EXCERPTED DATA
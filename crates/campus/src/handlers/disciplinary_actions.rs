//! Disciplinary action handlers.

use axum::{
    extract::{
        rejection::{JsonRejection, PathRejection, QueryRejection},
        Path, Query, State,
    },
    response::IntoResponse,
    Json,
};
use uuid::Uuid;

use campus_auth::CurrentUser;
use campus_core::school::{CreateDisciplinaryActionRequest, UpdateDisciplinaryActionRequest};
use campus_core::storage::ListQuery;

use super::authz::{require_role, ADMIN_ONLY, STAFF_ROLES};
use super::{response, AppError};
use crate::state::AppState;

/// POST /disciplinary-actions/{student_id}
pub async fn create_disciplinary_action(
    State(state): State<AppState>,
    CurrentUser(caller): CurrentUser,
    path: Result<Path<Uuid>, PathRejection>,
    body: Result<Json<CreateDisciplinaryActionRequest>, JsonRejection>,
) -> Result<impl IntoResponse, AppError> {
    let Path(student_id) = path?;
    let Json(request) = body?;
    require_role(&caller, STAFF_ROLES)?;

    let action = state
        .services
        .disciplinary_actions
        .create(student_id, request)
        .await?;
    Ok(response::created("Disciplinary action created", action))
}

/// GET /disciplinary-actions/{id}
pub async fn get_disciplinary_action(
    State(state): State<AppState>,
    CurrentUser(_caller): CurrentUser,
    path: Result<Path<Uuid>, PathRejection>,
) -> Result<impl IntoResponse, AppError> {
    let Path(id) = path?;
    let action = state.services.disciplinary_actions.get(id).await?;
    Ok(response::ok("Disciplinary action", action))
}

/// GET /disciplinary-actions/student/{student_id}
pub async fn list_disciplinary_actions(
    State(state): State<AppState>,
    CurrentUser(_caller): CurrentUser,
    path: Result<Path<Uuid>, PathRejection>,
    query: Result<Query<ListQuery>, QueryRejection>,
) -> Result<impl IntoResponse, AppError> {
    let Path(student_id) = path?;
    let Query(query) = query?;
    let page = state
        .services
        .disciplinary_actions
        .list(student_id, &query)
        .await?;
    response::list("Disciplinary actions", "disciplinaryActions", page, &query)
}

/// PUT /disciplinary-actions/{id}
pub async fn update_disciplinary_action(
    State(state): State<AppState>,
    CurrentUser(caller): CurrentUser,
    path: Result<Path<Uuid>, PathRejection>,
    body: Result<Json<UpdateDisciplinaryActionRequest>, JsonRejection>,
) -> Result<impl IntoResponse, AppError> {
    let Path(id) = path?;
    let Json(request) = body?;
    require_role(&caller, STAFF_ROLES)?;

    let action = state.services.disciplinary_actions.update(id, request).await?;
    Ok(response::ok("Disciplinary action updated", action))
}

/// DELETE /disciplinary-actions/{id}
pub async fn delete_disciplinary_action(
    State(state): State<AppState>,
    CurrentUser(caller): CurrentUser,
    path: Result<Path<Uuid>, PathRejection>,
) -> Result<impl IntoResponse, AppError> {
    let Path(id) = path?;
    require_role(&caller, ADMIN_ONLY)?;

    let action = state.services.disciplinary_actions.delete(id).await?;
    Ok(response::ok("Disciplinary action deleted", action))
}
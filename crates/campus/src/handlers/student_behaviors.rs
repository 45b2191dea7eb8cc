//! Student behavior handlers.

use axum::{
    extract::{
        rejection::{JsonRejection, PathRejection, QueryRejection},
        Path, Query, State,
    },
    response::IntoResponse,
    Json,
};
use uuid::Uuid;

use campus_auth::CurrentUser;
use campus_core::school::{CreateStudentBehaviorRequest, UpdateStudentBehaviorRequest};
use campus_core::storage::ListQuery;

use super::authz::{require_role, ADMIN_ONLY, STAFF_ROLES};
use super::{response, AppError};
use crate::state::AppState;

/// POST /student-behaviors/{student_id} - The caller is recorded as reporter.
pub async fn create_student_behavior(
    State(state): State<AppState>,
    CurrentUser(caller): CurrentUser,
    path: Result<Path<Uuid>, PathRejection>,
    body: Result<Json<CreateStudentBehaviorRequest>, JsonRejection>,
) -> Result<impl IntoResponse, AppError> {
    let Path(student_id) = path?;
    let Json(request) = body?;
    require_role(&caller, STAFF_ROLES)?;

    let behavior = state
        .services
        .behaviors
        .create(student_id, &caller, request)
        .await?;
    Ok(response::created("Student behavior recorded", behavior))
}

/// GET /student-behaviors/{id}
pub async fn get_student_behavior(
    State(state): State<AppState>,
    CurrentUser(_caller): CurrentUser,
    path: Result<Path<Uuid>, PathRejection>,
) -> Result<impl IntoResponse, AppError> {
    let Path(id) = path?;
    let behavior = state.services.behaviors.get(id).await?;
    Ok(response::ok("Student behavior", behavior))
}

/// GET /student-behaviors/student/{student_id}
pub async fn list_student_behaviors(
    State(state): State<AppState>,
    CurrentUser(_caller): CurrentUser,
    path: Result<Path<Uuid>, PathRejection>,
    query: Result<Query<ListQuery>, QueryRejection>,
) -> Result<impl IntoResponse, AppError> {
    let Path(student_id) = path?;
    let Query(query) = query?;
    let page = state.services.behaviors.list(student_id, &query).await?;
    response::list("Student behaviors", "studentBehaviors", page, &query)
}

/// PUT /student-behaviors/{id}
pub async fn update_student_behavior(
    State(state): State<AppState>,
    CurrentUser(caller): CurrentUser,
    path: Result<Path<Uuid>, PathRejection>,
    body: Result<Json<UpdateStudentBehaviorRequest>, JsonRejection>,
) -> Result<impl IntoResponse, AppError> {
    let Path(id) = path?;
    let Json(request) = body?;
    require_role(&caller, STAFF_ROLES)?;

    let behavior = state.services.behaviors.update(id, request).await?;
    Ok(response::ok("Student behavior updated", behavior))
}

/// DELETE /student-behaviors/{id} - Also removes the behavior's actions.
pub async fn delete_student_behavior(
    State(state): State<AppState>,
    CurrentUser(caller): CurrentUser,
    path: Result<Path<Uuid>, PathRejection>,
) -> Result<impl IntoResponse, AppError> {
    let Path(id) = path?;
    require_role(&caller, ADMIN_ONLY)?;

    let behavior = state.services.behaviors.delete(id).await?;
    Ok(response::ok("Student behavior deleted", behavior))
}
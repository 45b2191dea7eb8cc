//! Success envelopes.

use axum::{http::StatusCode, Json};
use serde::Serialize;
use serde_json::{Map, Value};

use campus_core::storage::{ListQuery, Page, Pagination};

use super::AppError;

/// `{message, data}` body of every successful response.
#[derive(Debug, Serialize)]
pub struct Envelope<T> {
    pub message: &'static str,
    pub data: T,
}

pub fn ok<T: Serialize>(message: &'static str, data: T) -> Json<Envelope<T>> {
    Json(Envelope { message, data })
}

pub fn created<T: Serialize>(message: &'static str, data: T) -> (StatusCode, Json<Envelope<T>>) {
    (StatusCode::CREATED, ok(message, data))
}

/// Renders a page as `{<collection>: [...], pagination}`.
///
/// `pagination` is null for fetch-all queries.
pub fn list<T: Serialize>(
    message: &'static str,
    collection: &'static str,
    page: Page<T>,
    query: &ListQuery,
) -> Result<Json<Envelope<Value>>, AppError> {
    let pagination = Pagination::for_query(query, page.total);

    let mut data = Map::new();
    data.insert(collection.to_string(), serde_json::to_value(page.items)?);
    data.insert("pagination".to_string(), serde_json::to_value(pagination)?);

    Ok(ok(message, Value::Object(data)))
}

YOUR ASSIGNMENT
Scan the lines above for the word "handlers", then copy each line that has it.

OUTPUT
filename crates/campus/src/handlers/disciplinary_actions.rs
//! Disciplinary action handlers.
filename crates/campus/src/handlers/student_behaviors.rs
//! Student behavior handlers.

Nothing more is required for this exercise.